Saturday, June 19, 2010

Sunrise Couloir and Mount Spalding, Colorado

I got up at five on Sunday morning and wore hiking boots and long Johns to join Glenn on a snow climb and a hike. Snow climbing, for people who, like me until recently, do not know, entailed stabbing an ice axe into the ground to secure myself while I kicked “stairs” into the snow so I could step up. The axe, when used properly (emphasis on “when used properly”) also stops you from sliding helplessly down the slope of the mountain until large piles of huge pointy rocks break your fall. I tripped/stumbled/faceplanted too many times to count, and I fell into a real slide (“unintentional glissade,” said Glenn) three times; the first time was heartbreakingly spectacular - fifty feet of progress gone in seconds! - but I'd gotten the hang of stopping myself using the axe before I fell too far after that.

My scariest moment was when I slipped my right foot into what Glenn called a “moat,” the soft snow that occurs around rocks after they heat up in the sun, and I ended up sitting in the snow with one leg dangling over the abyss and the other still digging into my last step. I don’t know how the science works, that I couldn’t fit my foot back through the hole that I had just plunged it into, but I knew my number was up. I’d just have to make a home there until the snow I was sitting on broke too, and then the fall would put me out of my misery. BUT SOMEHOW I SQUIRMED OUT! The human body is capable of truly incredible things when it thinks it’s going to die.
Me and my climb, the strip of snow to the left of the picture.
We began from Summit Lake at 12,000 feet. This terrain is tundra, so now I know what my teacher was going on about when we were learning biomes in bio. There are lots of tiny ponds there separated by these clumps of dry grasses.
In the thick of it.
It was kinda steep! The strip is called Sunrise Couloir (the French word for “corridor”), and it is a Class 3 route, which means that it involves “scrambling or un-roped climbing. You must use your hands most of the time to hold the terrain or find your route. This may be caused by a combination of steepness and extreme terrain (large rocks or steep snow).”



After a hard trip up, we had a choice to make: go left and hike up Mt. Evans, or go right and do the lesser Mount Spalding. Glenn advised the latter, which was good because after we’d been hiking for a while, I started feeling pretty badly. But I still made it to the summit (13,842 feet).


I'm not the kind of person that usually appreciates the cheap showiness of nature, but this view of the Chicago Lakes from the Spalding summit was exquisite.
Then we made the drive up to Mt. Evans, because I haven’t been since OEL ten years ago. We saw some mountain goats and a pika, which is like a chirping hamster-squirrel.
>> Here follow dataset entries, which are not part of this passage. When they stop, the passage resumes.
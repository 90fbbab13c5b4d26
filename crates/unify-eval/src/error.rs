//! Evaluator-level fatal errors.
//!
//! `unify_core::Bottom` is a *value* — the lattice least element, something
//! a vertex can legitimately settle on and that still unifies, renders, and
//! propagates per/. The errors here are a different thing: conditions
//! under which the evaluator itself refuses to keep running (a resource
//! limit blew past its budget, an import path never resolved). These never
//! become a `Value::Bottom` sitting on a vertex; they abort the call that
//! produced them.

use unify_core::Pos;

#[derive(Debug, thiserror::Error)]
pub enum EvalError {
    #[error("recursion limit exceeded at {0}")]
    RecursionLimitExceeded(Pos),

    #[error("expandOne did not reach a fixed point after {iterations} iterations at {pos}")]
    ExpandIterationsExhausted { pos: Pos, iterations: u32 },

    #[error("disjunction combination budget exhausted at {0}")]
    DisjunctionBudgetExhausted(Pos),

    #[error("import {path:?} failed: {reason}")]
    ImportFailed { path: String, reason: String },

    #[error("unknown builtin {package}.{name}")]
    UnknownBuiltin { package: String, name: String },

    /// A catch-all for compiler-consistency failures the evaluator can
    /// detect but has no dedicated variant for (an `UpCount` past the
    /// environment depth, a comprehension clause in the wrong terminal
    /// shape). These indicate a bug upstream of the evaluator, not a
    /// malformed configuration, so they abort rather than render as
    /// `Bottom`.
    #[error("{0} at {1}")]
    Internal(String, Pos),
}

pub type EvalResult<T> = Result<T, EvalError>;
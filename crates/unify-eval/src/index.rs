//! `__index`/`__slice`: the internal pseudo-builtins `unify-compile`
//! compiles `IndexExpr`/`SliceExpr` into (`BinOp` table has no
//! index/slice operator; see `DESIGN.md`). Kept separate from `binop.rs`
//! since these operate on lists/structs by walking `VertexArena` arcs
//! rather than combining two scalar `Value`s.

use unify_core::{Bottom, Feature, Interner, Pos, Value, VertexArena, VertexId};

pub fn index(
    args: &[Value],
    vertices: &mut VertexArena,
    interner: &Interner,
    pos: Pos,
) -> Result<Value, Bottom> {
    let [base, idx] = args else {
        return Err(Bottom::eval(pos, "__index expects 2 arguments"));
    };
    match (base, idx) {
        (Value::Vertex(id), Value::Num(n)) => {
            let i = int_index(n, pos)?;
            let child = vertices
                .get(*id)
                .arcs
                .get(&Feature::int_label(i as u32))
                .copied()
                .ok_or_else(|| Bottom::eval(pos, format!("index {i} out of range")))?;
            Ok(vertices.get(child).value.clone().unwrap_or(Value::Top))
        }
        (Value::Vertex(id), Value::String { value: key, .. }) => {
            let child = find_string_arc(*id, key, vertices, interner)
                .ok_or_else(|| Bottom::eval(pos, format!("no field {key:?}")))?;
            Ok(vertices.get(child).value.clone().unwrap_or(Value::Top))
        }
        (Value::String { value, .. }, Value::Num(n)) => {
            let i = int_index(n, pos)? as usize;
            let byte = value
                .as_bytes()
                .get(i)
                .ok_or_else(|| Bottom::eval(pos, format!("index {i} out of range")))?;
            Ok(Value::int(*byte as i64))
        }
        (Value::Bytes { value, .. }, Value::Num(n)) => {
            let i = int_index(n, pos)? as usize;
            let byte = value
                .get(i)
                .ok_or_else(|| Bottom::eval(pos, format!("index {i} out of range")))?;
            Ok(Value::int(*byte as i64))
        }
        _ => Err(Bottom::eval(pos, "index operand is not a list, struct, string, or bytes")),
    }
}

pub fn slice(args: &[Value], vertices: &mut VertexArena, pos: Pos) -> Result<Value, Bottom> {
    let [base, lo, hi] = args else {
        return Err(Bottom::eval(pos, "__slice expects 3 arguments"));
    };
    match base {
        Value::Vertex(id) => {
            let elems = list_values(*id, vertices);
            let (lo, hi) = bounds(lo, hi, elems.len(), pos)?;
            let sliced = elems
                .get(lo..hi)
                .ok_or_else(|| Bottom::eval(pos, "slice bounds out of range"))?
                .to_vec();
            Ok(Value::Vertex(build_list(sliced, vertices)))
        }
        Value::String { value, .. } => {
            let (lo, hi) = bounds(lo, hi, value.len(), pos)?;
            let sliced = value
                .get(lo..hi)
                .ok_or_else(|| Bottom::eval(pos, "slice bounds out of range"))?;
            Ok(Value::string(sliced))
        }
        Value::Bytes { value, .. } => {
            let (lo, hi) = bounds(lo, hi, value.len(), pos)?;
            let sliced = value
                .get(lo..hi)
                .ok_or_else(|| Bottom::eval(pos, "slice bounds out of range"))?;
            Ok(Value::bytes(sliced.to_vec()))
        }
        _ => Err(Bottom::eval(pos, "slice operand is not a list, string, or bytes")),
    }
}

fn int_index(n: &unify_core::Num, pos: Pos) -> Result<i64, Bottom> {
    use num_traits::ToPrimitive;
    n.as_bigint()
        .and_then(|b| b.to_i64())
        .ok_or_else(|| Bottom::eval(pos, "index is not an integer"))
}

fn bounds(lo: &Value, hi: &Value, len: usize, pos: Pos) -> Result<(usize, usize), Bottom> {
    let lo = match lo {
        Value::Null => 0,
        Value::Num(n) => int_index(n, pos)? as usize,
        _ => return Err(Bottom::eval(pos, "slice bound is not an integer")),
    };
    let hi = match hi {
        Value::Null => len,
        Value::Num(n) => int_index(n, pos)? as usize,
        _ => return Err(Bottom::eval(pos, "slice bound is not an integer")),
    };
    if lo > hi || hi > len {
        return Err(Bottom::eval(pos, "slice bounds out of range"));
    }
    Ok((lo, hi))
}

fn find_string_arc(id: VertexId, key: &str, vertices: &VertexArena, interner: &Interner) -> Option<VertexId> {
    vertices.get(id).arcs.iter().find_map(|(label, child)| {
        let sym = label.as_symbol()?;
        (interner.try_resolve(sym) == Some(key)).then_some(*child)
    })
}

fn list_values(id: VertexId, vertices: &VertexArena) -> Vec<Value> {
    let mut entries: Vec<(u32, Value)> = vertices
        .get(id)
        .arcs
        .iter()
        .filter_map(|(label, child)| {
            label
                .as_int_index()
                .map(|i| (i, vertices.get(*child).value.clone().unwrap_or(Value::Top)))
        })
        .collect();
    entries.sort_by_key(|(i, _)| *i);
    entries.into_iter().map(|(_, v)| v).collect()
}

fn build_list(elems: Vec<Value>, vertices: &mut VertexArena) -> VertexId {
    let root = vertices.alloc_root();
    for (i, v) in elems.into_iter().enumerate() {
        let label = Feature::int_label(i as u32);
        let child = vertices.arc_or_insert(root, label);
        vertices.get_mut(child).value = Some(v);
    }
    root
}
//! `Unify`: the core fixed-point algorithm. Drains a vertex's
//! conjunct queue — combining plain values, recursing through `&`,
//! expanding struct/list literals into arcs, forcing disjunctions and
//! references — until nothing is left to do, then finalizes and recurses
//! into every arc the vertex accumulated.
//!
//! This module supplies the concrete function `OpContext` is handed as its
//! `UnifyFn` callback; see `opctx`'s module docs for why that indirection
//! exists instead of a direct dependency.

use std::rc::Rc;

use unify_core::{
    Bottom, BoundOp, ComprehensionBody, Conjunct, Decl, Elem, EnvId, Expr, Feature, ListLit,
    ListShape, Matcher, Pos, StructLit, Value, VertexId, VertexStatus,
};

use crate::closedness;
use crate::error::EvalError;
use crate::fieldset;
use crate::opctx::OpContext;

/// Entry point matching `opctx::UnifyFn` (`Unify(ctx, v)`).
pub fn unify(ctx: &mut OpContext, id: VertexId) -> Result<(), EvalError> {
    match ctx.vertices.get(id).status {
        VertexStatus::Finalized => return Ok(()),
        VertexStatus::Unifying => {
            // A structural cycle: `id` is already being unified higher up
            // this same call stack. Mark the sentinel and return — whatever
            // partial value `id` has so far stands for this reference; a
            // cycle that never bottoms out on a concrete value stays
            // incomplete rather than looping forever.
            ctx.vertices.get_mut(id).cycle_sentinel = true;
            ctx.tracer.trace_cycle_detected(id);
            return Ok(());
        }
        VertexStatus::Unprocessed => {}
    }

    ctx.enter_recursion()?;
    ctx.vertices.get_mut(id).status = VertexStatus::Unifying;
    ctx.tracer.trace_unify_enter(id);

    let result = drain(ctx, id);

    ctx.vertices.get_mut(id).status = VertexStatus::Finalized;
    ctx.tracer.trace_unify_exit(id);
    ctx.exit_recursion();
    result
}

/// step 3's `expandOne` fixed-point loop: repeatedly drains whatever
/// conjuncts are pending, since processing one can push more onto the same
/// vertex (an incomplete sub-expression re-enqueuing itself, a `let` or
/// bulk-optional match discovering a new arc). Stops once a pass finds
/// nothing left, or the iteration budget runs out (termination
/// backstop).
fn drain(ctx: &mut OpContext, id: VertexId) -> Result<(), EvalError> {
    let mut iterations = 0u32;
    loop {
        let pending = std::mem::take(&mut ctx.vertices.get_mut(id).conjuncts);
        if pending.is_empty() {
            break;
        }
        iterations += 1;
        if iterations > ctx.limits.get_expand_iterations() {
            return Err(EvalError::ExpandIterationsExhausted {
                pos: ctx.current_pos(),
                iterations,
            });
        }
        for c in pending {
            add_expr_conjunct(ctx, id, c.env, c.expr)?;
        }
        ctx.tracer.trace_expand_iteration(id, iterations, true);
    }

    check_closedness(ctx, id);

    let arcs: Vec<VertexId> = ctx.vertices.get(id).arcs.values().copied().collect();
    for child in arcs {
        unify(ctx, child)?;
    }
    Ok(())
}

/// Rejects any arc whose label the vertex's fully-composed `CloseTree`
/// doesn't admit ("rejects a label admitted by none of the ANDed
/// definitions"). Runs once per `drain`, after every conjunct this pass
/// contributed has had a chance to compose its own closedness.
fn check_closedness(ctx: &mut OpContext, id: VertexId) {
    let labels: Vec<Feature> = ctx.vertices.get(id).arcs.keys().copied().collect();
    for label in labels {
        if !closedness::admits(ctx.vertices.get(id), label) {
            ctx.tracer.trace_closedness_reject(id, label);
            let pos = ctx.current_pos();
            let bottom = unify_core::Bottom::eval(pos, "field not allowed by closed struct");
            let vertex = ctx.vertices.get_mut(id);
            vertex.value = Some(match vertex.value.take() {
                Some(existing) => unify_scalar(existing, Value::Bottom(bottom), pos),
                None => Value::Bottom(bottom),
            });
        }
    }
}

/// Adds one `Conjunct`'s expression to `vertex` (step 2's dispatch).
fn add_expr_conjunct(ctx: &mut OpContext, vertex: VertexId, env: EnvId, expr: Rc<Expr>) -> Result<(), EvalError> {
    if let Some((l, r)) = expr.as_unify() {
        let (l, r) = (l.clone(), r.clone());
        add_expr_conjunct(ctx, vertex, env, l)?;
        return add_expr_conjunct(ctx, vertex, env, r);
    }
    match expr.as_ref() {
        Expr::Value(v) => combine_value(ctx, vertex, v.clone()),
        Expr::StructLit(lit) => add_struct(ctx, vertex, env, lit),
        Expr::ListLit(lit) => add_list(ctx, vertex, env, lit),
        Expr::Disjunction(terms) => {
            let result = crate::disjunction::try_disjuncts(ctx, vertex, env, terms)?;
            combine_value(ctx, vertex, result)
        }
        _ if expr.is_resolver() => {
            let target = ctx.resolve(env, &expr)?;
            merge_vertex_into(ctx, vertex, target)
        }
        _ => {
            let (v, complete) = ctx.evaluate(env, &expr);
            if complete {
                combine_value(ctx, vertex, v)
            } else {
                // Come back next `expandOne` pass once its operands settle.
                ctx.vertices.get_mut(vertex).conjuncts.push(Conjunct::new(env, expr.clone()));
                Ok(())
            }
        }
    }
}

/// step 2's struct-literal arm: composes this conjunct's closedness,
/// walks its declarations in source order (so `let` bindings extend the
/// environment the way the compiler's scope stack assumed they would for
/// every decl compiled after them), then matches every bulk-optional
/// matcher against the full set of arcs the struct (and any earlier sibling
/// conjunct) produced.
fn add_struct(ctx: &mut OpContext, vertex: VertexId, env: EnvId, lit: &StructLit) -> Result<(), EvalError> {
    if closedness::introduces_close_id(lit.is_definition) {
        let close_id = ctx.alloc_close_id();
        let leaf = closedness::leaf_for_struct(close_id, lit);
        closedness::compose_onto(ctx.vertices.get_mut(vertex), leaf);
    }

    let mut cur_env = env;
    let mut bulk_matchers: Vec<(Matcher, Rc<Expr>, EnvId)> = Vec::new();
    let mut declared_labels: Vec<Feature> = Vec::new();
    let mut ellipsis_value: Option<(Rc<Expr>, EnvId)> = None;

    for decl in &lit.decls {
        match decl {
            Decl::Field { label, value } => {
                declared_labels.push(*label);
                insert_field(ctx, vertex, *label, value.clone(), cur_env)
            }
            // A declared-but-unmatched optional field only materializes
            // when something looks it up; a bare struct literal
            // evaluated in isolation never forces one into existence.
            Decl::OptionalField { label, .. } => declared_labels.push(*label),
            Decl::BulkOptionalField { matcher, value } => {
                bulk_matchers.push((matcher.clone(), value.clone(), cur_env));
            }
            Decl::DynamicField { label_expr, value } => {
                let (v, complete) = ctx.evaluate(cur_env, label_expr);
                if !complete {
                    return Err(EvalError::Internal(
                        "dynamic field label is not concrete".into(),
                        ctx.current_pos(),
                    ));
                }
                let label = concrete_label(ctx, &v)?;
                declared_labels.push(label);
                insert_field(ctx, vertex, label, value.clone(), cur_env);
            }
            Decl::Ellipsis(constraint) => {
                if let Some(c) = constraint {
                    ellipsis_value = Some((c.clone(), cur_env));
                }
            }
            Decl::Embed(e) => add_expr_conjunct(ctx, vertex, cur_env, e.clone())?,
            Decl::LetClause { expr, .. } => {
                let scratch = ctx.vertices.alloc_root();
                ctx.vertices.get_mut(scratch).conjuncts.push(Conjunct::new(cur_env, expr.clone()));
                ctx.unify(scratch)?;
                cur_env = ctx.envs.extend(cur_env, scratch, ctx.envs.close_id(cur_env));
            }
            Decl::Comprehension(yielder) => {
                let yielder = yielder.clone();
                ctx.yield_chain(cur_env, &yielder, &mut |ctx, final_env, body| match body {
                    ComprehensionBody::Struct(inner) => add_struct(ctx, vertex, final_env, inner),
                    ComprehensionBody::Elem(_) => Err(EvalError::Internal(
                        "struct comprehension terminal must be a value clause".into(),
                        ctx.current_pos(),
                    )),
                })?;
            }
        }
    }

    // Bulk-optional matching is declaration-order-independent across the
    // whole struct: re-scan every arc this conjunct (or an earlier
    // sibling conjunct on the same vertex) produced, using the matcher's
    // own recorded environment rather than the arc's. A label this
    // conjunct neither declared nor bulk-matched falls to its ellipsis
    // constraint, if it named one.
    let existing: Vec<Feature> = ctx.vertices.get(vertex).arcs.keys().copied().collect();
    for label in existing {
        let label_value = fieldset::label_as_value(label, ctx);
        let mut matched_bulk = false;
        for (matcher, value, bulk_env) in &bulk_matchers {
            let admitted = match matcher {
                Matcher::Validator(pattern_expr) => {
                    let (pattern, complete) = ctx.evaluate(*bulk_env, pattern_expr);
                    complete && fieldset::satisfies_constraint(&label_value, &pattern)
                }
                other => fieldset::matcher_admits_eagerly(other, label, ctx, *bulk_env),
            };
            if admitted {
                matched_bulk = true;
                let child = ctx.vertices.arc_or_insert(vertex, label);
                ctx.vertices.get_mut(child).conjuncts.push(Conjunct::new(*bulk_env, value.clone()));
            }
        }
        if !matched_bulk && !declared_labels.contains(&label) {
            if let Some((constraint, cenv)) = &ellipsis_value {
                let child = ctx.vertices.arc_or_insert(vertex, label);
                ctx.vertices.get_mut(child).conjuncts.push(Conjunct::new(*cenv, constraint.clone()));
            }
        }
    }

    Ok(())
}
I also saw marmots, which are super-fat gophers with twirly tails.

The goats started looking awful good, so on the way home, we stopped by Idaho Springs for a burger and duck drumsticks, and we walked over to the Charlie Tayler water wheel. According to the little historical plaque by the wheel, Charlie Tayler, a miner, “attributed his good health to the fact that he never kissed women or took baths.”

Anyway, the climb was indescribably awesome. I don’t know how I’m going to go back to spending my weekends not sliding fifty feet down a mountain slope backwards.